YES! To Fairer Votes
- The YES! To Fairer Votes logo
- Type: Political
- Legal status: Campaign
- Headquarters: London
- Region served: United Kingdom
- Official language: English
- Leader: Katie Ghose

= YES! To Fairer Votes =

UK political campaign

YES! To Fairer Votes was a political campaign in the United Kingdom whose purpose was to persuade the public to vote in favour of the Alternative Vote (AV) in the referendum on Thursday, 5 May 2011. YES! To Fairer Votes was unsuccessful in changing the voting system, with 32.1% of votes cast in favour. It was opposed by the anti-reform campaign NOtoAV.

==Structure==
YES! To Fairer Votes was a non-profit making organisation established as a company limited by guarantee called Yes In May 2011 Ltd. Its board was chaired by Katie Ghose (Chief Executive of the Electoral Reform Society). Other members were Pam Giddy (of the Joseph Rowntree Reform Trust), Neal Lawson (of Compass), Vicky Seddon (of Unlock Democracy) and John Sharkey (of the Liberal Democrats).

==Campaign funding==
The Guardians analysis also showed that the YES! To Fairer Votes campaign had outspent the anti-AV campaign by £3.4m to £2.6m, with most of the funding coming from the Joseph Rowntree Reform Trust and the Electoral Reform Society (ERS). George Osborne, the Conservative Chancellor of the Exchequer, accused the ERS of having a vested interest in a yes vote, as their commercial subsidiary Electoral Reform Services Ltd (ERSL) was printing the postal ballots for the referendum. The Press Complaints Commission later ruled against this. The Sun and Mail subsequently had to print retractions.

==Campaign criticism==

A number of post mortems of the campaign were written, all highly critical of the way the campaign was run and of its major backers failure to deal with these issues.

The Electoral Reform Society's formal post mortem on the campaign led by Professor John Curtice of the University of Strathclyde identified that "The criticisms of AV put forward by the 'No' campaign were far more popular and proved more effective in shaping how people eventually voted on 5 May. The 'Yes' campaign's key arguments were either lost or did not resonate with people in terms of why they should vote 'yes'."

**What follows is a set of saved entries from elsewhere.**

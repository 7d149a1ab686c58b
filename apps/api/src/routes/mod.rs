pub mod health;

use axum::{
    routing::{get, post},
    Router,
};

use crate::highlight::handlers::handle_highlight;
use crate::review::handlers::handle_review_entry;
use crate::state::AppState;

pub fn build_router(state: AppState) -> Router {
    Router::new()
        .route("/health", get(health::health_handler))
        // Single-field diff highlighting
        .route("/api/v1/highlight", post(handle_highlight))
        // Whole-entry review (bullets + tags)
        .route("/api/v1/review/entry", post(handle_review_entry))
        .with_state(state)
}
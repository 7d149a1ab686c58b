use anyhow::{bail, Context, Result};

use crate::highlight::BoundaryMode;

/// Application configuration loaded from environment variables.
/// Every variable is optional; the defaults suit local development.
#[derive(Debug, Clone)]
pub struct Config {
    pub port: u16,
    pub rust_log: String,
    /// Per-field character cap on diffed content.
    pub max_field_chars: usize,
    /// Cap on bullets/tags per review request.
    pub max_list_items: usize,
    /// Run-boundary comparison mode. `legacy` matches the web client's
    /// original highlighter; `normalized` compares cleaned tokens on both
    /// sides.
    pub boundary_mode: BoundaryMode,
}

impl Config {
    pub fn from_env() -> Result<Self> {
        dotenvy::dotenv().ok(); // load .env if present; ignore if missing

        Ok(Config {
            port: env_or("PORT", "8080")
                .parse::<u16>()
                .context("PORT must be a valid port number")?,
            rust_log: env_or("RUST_LOG", "info"),
            max_field_chars: env_or("MAX_FIELD_CHARS", "20000")
                .parse()
                .context("MAX_FIELD_CHARS must be a non-negative integer")?,
            max_list_items: env_or("MAX_LIST_ITEMS", "200")
                .parse()
                .context("MAX_LIST_ITEMS must be a non-negative integer")?,
            boundary_mode: parse_boundary_mode(&env_or("HIGHLIGHT_BOUNDARY_MODE", "legacy"))?,
        })
    }
}

fn env_or(key: &str, default: &str) -> String {
    std::env::var(key).unwrap_or_else(|_| default.to_string())
}

/// Invalid modes are a startup error, not a silent fallback.
fn parse_boundary_mode(value: &str) -> Result<BoundaryMode> {
    match value {
        "legacy" => Ok(BoundaryMode::Legacy),
        "normalized" => Ok(BoundaryMode::Normalized),
        other => bail!("HIGHLIGHT_BOUNDARY_MODE must be 'legacy' or 'normalized', got '{other}'"),
    }
}

#[cfg(test)]
mod tests {
    use super::*;

    #[test]
    fn test_parse_boundary_mode_legacy() {
        assert_eq!(parse_boundary_mode("legacy").unwrap(), BoundaryMode::Legacy);
    }

    #[test]
    fn test_parse_boundary_mode_normalized() {
        assert_eq!(
            parse_boundary_mode("normalized").unwrap(),
            BoundaryMode::Normalized
        );
    }

    #[test]
    fn test_parse_boundary_mode_rejects_unknown() {
        assert!(parse_boundary_mode("strict").is_err());
    }
}
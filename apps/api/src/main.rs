mod config;
mod errors;
mod highlight;
mod review;
mod routes;
mod state;

use anyhow::Result;
use std::net::SocketAddr;
use tower_http::{cors::CorsLayer, trace::TraceLayer};
use tracing::info;
use tracing_subscriber::{layer::SubscriberExt, util::SubscriberInitExt, EnvFilter};

use crate::config::Config;
use crate::routes::build_router;
use crate::state::AppState;

#[tokio::main]
async fn main() -> Result<()> {
    // Load configuration first (errors on malformed values)
    let config = Config::from_env()?;

    // Initialize structured logging
    tracing_subscriber::registry()
        .with(EnvFilter::try_from_default_env().unwrap_or_else(|_| {
            EnvFilter::new(format!("{}={}", env!("CARGO_PKG_NAME"), &config.rust_log))
        }))
        .with(tracing_subscriber::fmt::layer())
        .init();

    info!("Starting Redline API v{}", env!("CARGO_PKG_VERSION"));
    info!("Run-boundary mode: {:?}", config.boundary_mode);

    // Build app state
    let state = AppState {
        config: config.clone(),
    };

    // Build router
    let app = build_router(state)
        .layer(TraceLayer::new_for_http())
        .layer(CorsLayer::permissive()); // TODO: tighten CORS in production

    let addr: SocketAddr = format!("0.0.0.0:{}", config.port).parse()?;
    info!("Listening on {addr}");

    let listener = tokio::net::TcpListener::bind(addr).await?;
    axum::serve(listener, app).await?;

    Ok(())
}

Andy May, a key member of the Yes Campaign, drew attention to a number of strategic blunders in the campaign and criticised the campaign director and senior staff. His view was corroborated by another insider account by former staff member James Graham. Anthony Barnett criticised one of the major funders, the Joseph Rowntree Reform Trust, for lack of oversight and scrutiny of its huge donation. Criticism of the Electoral Reform Society's role was also widespread and resulted in major changes to the organisation. In the council elections in 2011 there were 52 candidates for the 15 places available. Only four of the previous council were re-elected with eight of the new members having stood explicitly on a joint platform of reforming the society.

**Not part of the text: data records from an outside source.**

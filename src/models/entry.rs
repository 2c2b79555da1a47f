// src/models/entry.rs

use serde::{Deserialize, Serialize};
use sqlx::prelude::FromRow;
use validator::Validate;

/// Represents the 'exam_entries' table: one row per attempt start,
/// carrying client-reported anti-cheat telemetry. Append-only; rows are
/// never updated or deleted, and a user may have several per exam.
#[derive(Debug, Clone, FromRow, Serialize, Deserialize)]
pub struct ExamEntry {
    pub id: i64,
    pub exam_id: i64,
    pub user_id: String,

    /// Device battery percentage reported at admission, if any.
    pub battery_level: Option<i64>,

    /// Anti-cheat signal such as "tab_switch" or "app_background".
    pub violation_reason: Option<String>,

    pub started_at: Option<chrono::DateTime<chrono::Utc>>,
}

/// DTO for recording an attempt start.
#[derive(Debug, Deserialize, Validate)]
pub struct RecordEntryRequest {
    pub exam_id: i64,

    #[validate(length(min = 1, message = "user_id must not be empty."))]
    pub user_id: String,

    #[validate(range(min = 0, max = 100, message = "Battery level is a percentage."))]
    pub battery_level: Option<i64>,

    pub violation_reason: Option<String>,
}

/// Reviewer-facing view over a user's admission telemetry for one exam.
/// Derived on every query, never persisted.
#[derive(Debug, Serialize, PartialEq)]
pub struct ViolationReport {
    pub has_violation: bool,
    pub violation_reason: Option<String>,
    pub battery_level: Option<i64>,
}

impl ViolationReport {
    /// Any entry with a non-null reason marks the attempt as violating.
    /// Battery level comes from the violating entry when it has one,
    /// falling back to the first entry.
    pub fn from_entries(entries: &[ExamEntry]) -> Self {
        let violating = entries.iter().find(|e| e.violation_reason.is_some());
        let battery_level = violating
            .and_then(|e| e.battery_level)
            .or_else(|| entries.first().and_then(|e| e.battery_level));

        Self {
            has_violation: violating.is_some(),
            violation_reason: violating.and_then(|e| e.violation_reason.clone()),
            battery_level,
        }
    }
}

#[cfg(test)]
mod tests {
    use super::*;

    fn entry(id: i64, battery_level: Option<i64>, violation_reason: Option<&str>) -> ExamEntry {
        ExamEntry {
            id,
            exam_id: 1,
            user_id: "u-1".to_string(),
            battery_level,
            violation_reason: violation_reason.map(str::to_string),
            started_at: None,
        }
    }

    #[test]
    fn clean_entries_report_no_violation() {
        let report = ViolationReport::from_entries(&[entry(1, Some(80), None)]);
        assert_eq!(
            report,
            ViolationReport {
                has_violation: false,
                violation_reason: None,
                battery_level: Some(80),
            }
        );
    }

    #[test]
    fn violating_entry_wins_over_clean_first_entry() {
        let entries = [
            entry(1, None, None),
            entry(2, Some(42), Some("tab_switch")),
        ];
        let report = ViolationReport::from_entries(&entries);
        assert_eq!(
            report,
            ViolationReport {
                has_violation: true,
                violation_reason: Some("tab_switch".to_string()),
                battery_level: Some(42),
            }
        );
    }

    #[test]
    fn battery_falls_back_to_first_entry() {
        let entries = [
            entry(1, Some(91), None),
            entry(2, None, Some("app_background")),
        ];
        let report = ViolationReport::from_entries(&entries);
        assert!(report.has_violation);
        assert_eq!(report.violation_reason.as_deref(), Some("app_background"));
        assert_eq!(report.battery_level, Some(91));
    }

    #[test]
    fn no_entries_yield_an_empty_report() {
        let report = ViolationReport::from_entries(&[]);
        assert_eq!(
            report,
            ViolationReport {
                has_violation: false,
                violation_reason: None,
                battery_level: None,
            }
        );
    }

    #[test]
    fn violation_is_detected_regardless_of_entry_order() {
        let mut entries = vec![
            entry(1, None, Some("tab_switch")),
            entry(2, Some(10), None),
        ];
        assert!(ViolationReport::from_entries(&entries).has_violation);
        entries.reverse();
        assert!(ViolationReport::from_entries(&entries).has_violation);
    }
}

On 20 March 2021 the BBC broadcast a radio programme about the campaign, which was to roughly correspond with the approaching 10th anniversary of the referendum. Several senior figures from the campaign weighed in with previously unheard criticisms of the way the campaign was run, notably campaign chair Katie Ghose saying that "although there was a fair amount of swagger on the Yes side, actually no one knew what they were doing". Director of Operations and Finance Nick Tyrone told the story on the programme of how the campaign had considered placing inflatable MPs bottoms in town squares so that people could "kick them".

== Political parties supporting YES! To Fairer Votes ==

The following parties supported the change to AV:

- The Liberal Democrats
- Green Party of England and Wales and the Scottish Green Party
- The Christian Peoples Alliance
- The Scottish National Party (SNP)
- Plaid Cymru
- Sinn Féin
- The Social Democratic and Labour Party (SDLP)
- The Alliance Party
- The UK Independence Party (UKIP)

Although Labour Party leader Ed Miliband supported AV, the party did not campaign for a Yes vote in the referendum, and there were opposing Labour Yes and Labour NOtoAV campaigns.

Despite the Conservative Party's formal position against AV, party members aligned to Conservative Action for Electoral Reform, an internal party group in favour of electoral reform, did campaigning in favour.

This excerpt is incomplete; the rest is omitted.